## [What this task involves]
Please return only the lines from the one holding "let previous = self.connections.lock().remove(&ctx);" through the one holding "let mut current: Option<Arc<ConnectionState>>", exactly as they appear in the records below, both ends included.

++++ Provided material

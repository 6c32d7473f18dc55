//! # Privileged-side connection registry.
//!
//! [`IpcServer`] accepts any number of transports. Each transport speaks the
//! wire protocol; a HELLO frame installs a live connection under the
//! transport's [`ConnectionId`].
//!
//! ```text
//!  transport ─► reader task ─┬─ HELLO       ─► retire previous state for id,
//!                            │                 install new Connection
//!                            ├─ MESSAGE     ─► current connection (if live)
//!                            ├─ DISCONNECT  ─► retire current state
//!                            └─ EOF / error ─► retire current state, stop
//! ```
//!
//! ## Rules
//! - At most one live connection per id. A second HELLO under the same id
//!   retires the prior state (firing `on_did_remove_connection`) before the
//!   new one is installed.
//! - Each connection state fires `on_did_remove_connection` exactly once,
//!   whether it ends by DISCONNECT, EOF, transport error or reconnect.
//! - The registry belongs to this server instance; two servers never share ids.

use std::collections::BTreeMap;
use std::fmt;
use std::sync::Arc;
use std::sync::atomic::{AtomicBool, Ordering};

use parking_lot::Mutex;
use serde::Serialize;
use serde::de::DeserializeOwned;
use serde_json::Value;
use tokio::io::{AsyncRead, AsyncWrite};
use tokio::task::JoinHandle;

use crate::base::{Emitter, Event};
use crate::config::IpcConfig;
use crate::error::ChannelError;
use crate::ipc::channel::{Channel, ChannelRegistry, Connection, ConnectionId, ServerChannel, StreamItem};
use crate::ipc::protocol::{Frame, FrameReader, FrameSender, Protocol, spawn_writer};

struct ConnectionState {
    connection: Connection,
    retired: AtomicBool,
}

impl ConnectionState {
    fn is_live(&self) -> bool {
        !self.retired.load(Ordering::Acquire)
    }
}

struct Inner {
    config: IpcConfig,
    channels: ChannelRegistry,
    connections: Mutex<BTreeMap<ConnectionId, Arc<ConnectionState>>>,
    on_did_add_connection: Emitter<ConnectionId>,
    on_did_remove_connection: Emitter<ConnectionId>,
}

impl Inner {
    /// Disposes `state` once and reports it.
    fn retire(&self, state: &ConnectionState) {
        if state.retired.swap(true, Ordering::AcqRel) {
            return;
        }
        state.connection.dispose();
        tracing::debug!(target: "splithost::ipc", ctx = %state.connection.ctx, "connection removed");
        self.on_did_remove_connection.emit(&state.connection.ctx);
    }

    /// Unregisters `state` if it is still the registered one, then retires it.
    fn release(&self, state: &Arc<ConnectionState>) {
        let ctx = state.connection.ctx;
        {
            let mut connections = self.connections.lock();
            if connections.get(&ctx).is_some_and(|cur| Arc::ptr_eq(cur, state)) {
                connections.remove(&ctx);
            }
        }
        self.retire(state);
    }

    fn install(&self, ctx: ConnectionId, sender: &FrameSender) -> Arc<ConnectionState> {
        let previous = self.connections.lock().remove(&ctx);
        if let Some(previous) = previous {
            tracing::debug!(target: "splithost::ipc", %ctx, "reconnect supersedes live connection");
            self.retire(&previous);
        }

        let state = Arc::new(ConnectionState {
            connection: Connection::new(ctx, Protocol::new(sender.clone()), Arc::clone(&self.channels)),
            retired: AtomicBool::new(false),
        });
        self.connections.lock().insert(ctx, Arc::clone(&state));
        tracing::debug!(target: "splithost::ipc", %ctx, "connection added");
        self.on_did_add_connection.emit(&ctx);
        state
    }

    async fn serve<R>(&self, ctx: ConnectionId, reader: R, sender: FrameSender)
    where
        R: AsyncRead + Unpin,
    {
        let mut frames = FrameReader::new(reader, &self.config);
        let mut current: Option<Arc<ConnectionState>> = None;

        loop {
            match frames.read_next().await {
                Ok(Some(Frame::Hello)) => {
                    current = Some(self.install(ctx, &sender));
                }
                Ok(Some(Frame::Message(payload))) => match &current {
                    Some(state) if state.is_live() => state.connection.protocol().deliver(&payload),
                    _ => {
                        tracing::warn!(target: "splithost::ipc", %ctx, "message without live connection; dropped");
                    }
                },
                Ok(Some(Frame::Disconnect)) => {
                    if let Some(state) = current.take() {
                        self.release(&state);
                    }
                }
                Ok(None) => break,
                Err(err) if err.is_recoverable() => {
                    tracing::warn!(
                        target: "splithost::ipc",
                        %ctx,
                        label = err.as_label(),
                        error = %err,
                        "malformed frame dropped"
                    );
                }
                Err(err) => {
                    tracing::warn!(
                        target: "splithost::ipc",
                        %ctx,
                        label = err.as_label(),
                        error = %err,
                        "transport closed with error"
                    );
                    break;
                }
            }
        }

        if let Some(state) = current.take() {
            self.release(&state);
        }
    }
}

/// Accepts endpoint transports and routes channel calls to them.
#[derive(Clone)]
pub struct IpcServer {
    inner: Arc<Inner>,
}

impl fmt::Debug for IpcServer {
    fn fmt(&self, f: &mut fmt::Formatter<'_>) -> fmt::Result {
        f.debug_struct("IpcServer")
            .field("connections", &self.connections())
            .finish()
    }
}

impl Default for IpcServer {
    fn default() -> Self {
        Self::new(IpcConfig::default())
    }
}

impl IpcServer {
    /// Creates a server with its own empty registry.
    pub fn new(config: IpcConfig) -> Self {
        Self {
            inner: Arc::new(Inner {
                config,
                channels: Arc::default(),
                connections: Mutex::new(BTreeMap::new()),
                on_did_add_connection: Emitter::new(),
                on_did_remove_connection: Emitter::new(),
            }),
        }
    }

    /// Starts serving one endpoint transport.
    ///
    /// `ctx` is the transport's identity. The returned task ends at EOF or on
    /// a transport error.
    pub fn accept<T>(&self, ctx: ConnectionId, io: T) -> JoinHandle<()>
    where
        T: AsyncRead + AsyncWrite + Send + 'static,
    {
        let (reader, writer) = tokio::io::split(io);
        let sender = spawn_writer(writer, &self.inner.config);
        let inner = Arc::clone(&self.inner);
        tokio::spawn(async move { inner.serve(ctx, reader, sender).await })
    }

    /// Installs `handler` for every connection's requests on `name`.
    pub fn register_channel(&self, name: impl Into<String>, handler: Arc<dyn ServerChannel>) {
        self.inner.channels.lock().insert(name.into(), handler);
    }

    /// Proxy for `name` on whichever live connection satisfies `filter`.
    ///
    /// The connection is resolved on every call, so the proxy follows
    /// reconnects.
    pub fn get_channel(
        &self,
        name: impl Into<String>,
        filter: impl Fn(ConnectionId) -> bool + Send + Sync + 'static,
    ) -> RoutedChannel {
        RoutedChannel {
            inner: Arc::clone(&self.inner),
            name: Arc::from(name.into()),
            filter: Arc::new(filter),
        }
    }

    /// Ids of the live connections, ascending.
    pub fn connections(&self) -> Vec<ConnectionId> {
        self.inner.connections.lock().keys().copied().collect()
    }

    /// Fires after a HELLO installs a connection.
    pub fn on_did_add_connection(&self) -> Event<ConnectionId> {
        self.inner.on_did_add_connection.event()
    }

    /// Fires once per connection state when it goes away.
    pub fn on_did_remove_connection(&self) -> Event<ConnectionId> {
        self.inner.on_did_remove_connection.event()
    }

    /// Retires every live connection.
    pub fn dispose(&self) {
        let states: Vec<_> = std::mem::take(&mut *self.inner.connections.lock())
            .into_values()
            .collect();
        for state in states {
            self.inner.retire(&state);
        }
    }
}

/// Channel proxy addressed by a connection filter.
#[derive(Clone)]
pub struct RoutedChannel {
    inner: Arc<Inner>,
    name: Arc<str>,
    filter: Arc<dyn Fn(ConnectionId) -> bool + Send + Sync>,
}

impl fmt::Debug for RoutedChannel {
    fn fmt(&self, f: &mut fmt::Formatter<'_>) -> fmt::Result {
        f.debug_struct("RoutedChannel").field("name", &self.name).finish()
    }
}

impl RoutedChannel {
    /// First live connection (by id) accepted by the filter.
    pub fn resolve(&self) -> Result<Channel, ChannelError> {
        let live: Vec<Arc<ConnectionState>> = self
            .inner
            .connections
            .lock()
            .values()
            .filter(|state| state.is_live())
            .cloned()
            .collect();

        live.iter()
            .find(|state| (self.filter)(state.connection.ctx))
            .map(|state| state.connection.channel(&self.name))
            .ok_or_else(|| ChannelError::NoConnection {
                channel: self.name.to_string(),
            })
    }

    /// Invokes `command` on the matching connection.
    pub async fn call<A>(&self, command: &str, arg: A) -> Result<Value, ChannelError>
    where
        A: Serialize + Send,
    {
        let channel = self.resolve()?;
        channel.call(command, arg).await
    }

    /// Like [`call`](Self::call), deserializing the result into `T`.
    pub async fn call_as<T, A>(&self, command: &str, arg: A) -> Result<T, ChannelError>
    where
        T: DeserializeOwned,
        A: Serialize + Send,
    {
        let channel = self.resolve()?;
        channel.call_as(command, arg).await
    }

    /// Streams `event` from the matching connection.
    pub fn listen(&self, event: &str, arg: Value) -> Result<Event<StreamItem>, ChannelError> {
        Ok(self.resolve()?.listen(event, arg))
    }
}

++++++++

## [Answer box]
        let previous = self.connections.lock().remove(&ctx);
        if let Some(previous) = previous {
            tracing::debug!(target: "splithost::ipc", %ctx, "reconnect supersedes live connection");
            self.retire(&previous);
        }

        let state = Arc::new(ConnectionState {
            connection: Connection::new(ctx, Protocol::new(sender.clone()), Arc::clone(&self.channels)),
            retired: AtomicBool::new(false),
        });
        self.connections.lock().insert(ctx, Arc::clone(&state));
        tracing::debug!(target: "splithost::ipc", %ctx, "connection added");
        self.on_did_add_connection.emit(&ctx);
        state
    }

    async fn serve<R>(&self, ctx: ConnectionId, reader: R, sender: FrameSender)
    where
        R: AsyncRead + Unpin,
    {
        let mut frames = FrameReader::new(reader, &self.config);
        let mut current: Option<Arc<ConnectionState>> = None;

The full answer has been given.